WSA Posted August 26, 2019 Author Posted August 26, 2019 (edited) On 8/24/2019 at 11:53 AM, Huntster said: Maybe. But as time progresses, and as I think about it more and more, I'm thinking that biological data (range, density, movements, etc) acquired without killing them is much safer legally. If conducted under commonly accepted biological standards and recorded likewise, and especially if conducted in areas outside of the PNW, government might like it very much (free data.............thank you). I'm not willing to believe that Huntster. As we often debate here, I believe nothing is going to appreciably move the needle except a body/body part. The boys and girls of the NAWAC have remarkable dedication to their mission, and they expend untold hours and personal funds just to accomplish what they have accomplished. I don't see them hoping that if they collect enough data points (even if they had the resources to do that) the scientific community will suddenly rally to their support and assistance. Even with the number of proponents we have here did we get much more than a yawn to this recent research...something that I think is astounding, but nevertheless seems to have underwhelmed a lot of us here and garnered some out-and-out skepticism as well. Given that, do we really think more data collection is the answer? (Put me in the firm "Never Happen" column) Edited August 26, 2019 by WSA
Huntster Posted August 26, 2019 Posted August 26, 2019 2 hours ago, WSA said: .........I believe nothing is going to appreciably move the needle except a body/body part.......... That depends on what needle you want moved. There is no doubt that the only way to satisfy most people on the existence of these creatures is a carcass, but for those of us who already accept their existence, no carcass is needed. What is needed is more biological information: movements, social/familial bonds, reproduction, diet, movements, behaviors, interaction with other species, etc. If one subscribes to the theory that government has taken a silent stance on the issue (that seems pretty apparent), accepts that the reason why they have done so is to discourage "discovery", and accepts that killing one is illegal (that is black letter law), then study without killing is clearly the way to go. Another positive aspect is that permitting to conduct such research on public lands would be much easier to obtain from government if it is clearly non-lethal, and my suspicion is that government would be very interested in such efforts. ........ do we really think more data collection is the answer? Of course. Government spends millions (if not billions) on studying other species every year, including homo sapiens.

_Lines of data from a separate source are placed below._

#[cfg(test)]
mod tests {
    use std::sync::Arc;

    use super::super::testutil::{MockDexScreener, MockGoPlus, MockSet, MockSourcify};
    use super::*;
    use crate::models::{Confidence, RiskLevel, Severity};
    use crate::providers::SolanaTokenSecurity;

    const TOKEN: &str = "0xdAC17F958D2ee523a2206206994597C13D831ec7";
    const MINT: &str = "EPjFWdd5AufqSSqeM2qN1xzybapC8G4wEGGkZwyTDt1v";

    fn healthy_pair() -> PairSnapshot {
        PairSnapshot {
            chain: "ethereum".to_string(),
            dex_id: "uniswap".to_string(),
            pair_address: "0xpair".to_string(),
            base_symbol: Some("TKN".to_string()),
            liquidity_usd: Some(2_000_000.0),
            volume_24h_usd: Some(500_000.0),
            fdv_usd: Some(10_000_000.0),
            price_usd: Some("1.00".to_string()),
            price_change_24h: Some(0.5),
            // ~100 days old
            pair_created_at_ms: Some(Utc::now().timestamp_millis() - 8_640_000_000),
        }
    }

    fn clean_audit() -> TokenSecurity {
        TokenSecurity {
            is_honeypot: Some(false),
            is_open_source: Some(true),
            is_mintable: Some(false),
            buy_tax_percent: Some(0.0),
            sell_tax_percent: Some(0.0),
            hidden_owner: Some(false),
            is_proxy: Some(false),
            can_self_destruct: Some(false),
            is_blacklisted: Some(false),
            transfer_pausable: Some(false),
            slippage_modifiable: Some(false),
            owner_address: None,
            holder_count: Some(100_000),
        }
    }

    fn mocks_with(
        pairs: Option<Vec<PairSnapshot>>,
        token: Option<TokenSecurity>,
        verified: Option<bool>,
    ) -> MockSet {
        let mut mocks = MockSet::default();
        mocks.dexscreener = Arc::new(MockDexScreener { pairs });
        mocks.goplus = Arc::new(MockGoPlus {
            token,
            ..Default::default()
        });
        mocks.sourcify = Arc::new(MockSourcify { verified });
        mocks
    }

    #[tokio::test]
    async fn test_healthy_token_is_safe() {
        let mocks = mocks_with(
            Some(vec![healthy_pair()]),
            Some(clean_audit()),
            Some(true),
        );
        let scanner = mocks.scanner();
        let report = scanner.scan(TOKEN, Some(super::super::TypeHint::Token)).await;
        assert_eq!(report.input_type, InputType::Token);
        assert_eq!(report.risk_level, RiskLevel::Safe);
        assert_eq!(report.confidence, Confidence::High);
        match report.metadata {
            Some(ReportMetadata::Token(meta)) => {
                assert_eq!(meta.chain_id, Some(1));
                assert_eq!(meta.is_honeypot, Some(false));
                assert_eq!(meta.sourcify_verified, Some(true));
            }
            other => panic!("expected token metadata, got {:?}", other),
        }
    }

    #[tokio::test]
    async fn test_honeypot_is_dangerous() {
        let audit = TokenSecurity {
            is_honeypot: Some(true),
            ..clean_audit()
        };
        let mocks = mocks_with(Some(vec![healthy_pair()]), Some(audit), Some(true));
        let scanner = mocks.scanner();
        let report = scanner.scan(TOKEN, Some(super::super::TypeHint::Token)).await;
        assert_eq!(report.risk_level, RiskLevel::Dangerous);
        assert!(report
            .findings
            .iter()
            .any(|f| f.severity == Severity::Danger && f.message.contains("honeypot")));
        assert!(report
            .recommendations
            .iter()
            .any(|r| r.to_lowercase().contains("do not buy")));
    }

    #[tokio::test]
    async fn test_threshold_findings() {
        let pair = PairSnapshot {
            liquidity_usd: Some(2_500.0),
            fdv_usd: Some(50_000_000.0),
            pair_created_at_ms: Some(Utc::now().timestamp_millis() - 86_400_000), // 1 day
            ..healthy_pair()
        };
        let audit = TokenSecurity {
            buy_tax_percent: Some(15.0),
            sell_tax_percent: Some(25.0),
            ..clean_audit()
        };
        let mocks = mocks_with(Some(vec![pair]), Some(audit), Some(true));
        let scanner = mocks.scanner();
        let report = scanner.scan(TOKEN, Some(super::super::TypeHint::Token)).await;
        let messages: Vec<&str> = report.findings.iter().map(|f| f.message.as_str()).collect();
        assert!(messages.iter().any(|m| m.contains("Low liquidity")), "{:?}", messages);
        assert!(messages.iter().any(|m| m.contains("FDV/liquidity")));
        assert!(messages.iter().any(|m| m.contains("days old")));
        assert!(messages.iter().any(|m| m.contains("buy tax")));
        assert!(messages.iter().any(|m| m.contains("sell tax")));
        assert_ne!(report.risk_level, RiskLevel::Safe);
    }

    #[tokio::test]
    async fn test_missing_sources_lower_confidence_not_score() {
        // Every source down: no findings should appear from their absence
        let mocks = mocks_with(None, None, None);
        let scanner = mocks.scanner();
        let report = scanner.scan(TOKEN, Some(super::super::TypeHint::Token)).await;
        assert_eq!(report.confidence, Confidence::Low);
        assert_eq!(report.risk_level, RiskLevel::Safe);
        assert_eq!(report.risk_score, 0);
    }

    #[tokio::test]
    async fn test_solana_mint_scan() {
        let mut mocks = MockSet::default();
        mocks.dexscreener = Arc::new(MockDexScreener {
            pairs: Some(vec![PairSnapshot {
                chain: "solana".to_string(),
                dex_id: "raydium".to_string(),
                ..healthy_pair()
            }]),
        });
        mocks.goplus = Arc::new(MockGoPlus {
            solana: Some(SolanaTokenSecurity {
                is_mintable: Some(true),
                freezable: Some(false),
                holder_count: Some(5000),
            }),
            ..Default::default()
        });
        let scanner = mocks.scanner();
        let report = scanner.scan(MINT, None).await;
        assert_eq!(report.input_type, InputType::SolanaToken);
        assert!(report
            .findings
            .iter()
            .any(|f| f.message.contains("Mint authority")));
        match report.metadata {
            Some(ReportMetadata::Solana(meta)) => {
                assert_eq!(meta.is_mintable, Some(true));
                assert_eq!(meta.dex_id.as_deref(), Some("raydium"));
            }
            other => panic!("expected solana metadata, got {:?}", other),
        }
    }
}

WSA Posted August 26, 2019 Author Posted August 26, 2019 The only needle that matters to 99% of the public at large...if they think about it at all: From mythical animal to classified species. Capturing piles of purported data on an unknown species is not going to capture anyone’s attention. That is not just an opinion, it is a demonstrated fact. We have a high-def b&w film of one, for chrissake, bundles of eyewitness accounts, rooms full of casted footprints, thermal images, dashcam footage, sound recordings, and historic accounts going back to pre-European settlement. So a tracking device and the information it captures on an unseen and anonymous subject will somehow tip the balance? Errr...let me just say I am just a little dubious, sorry.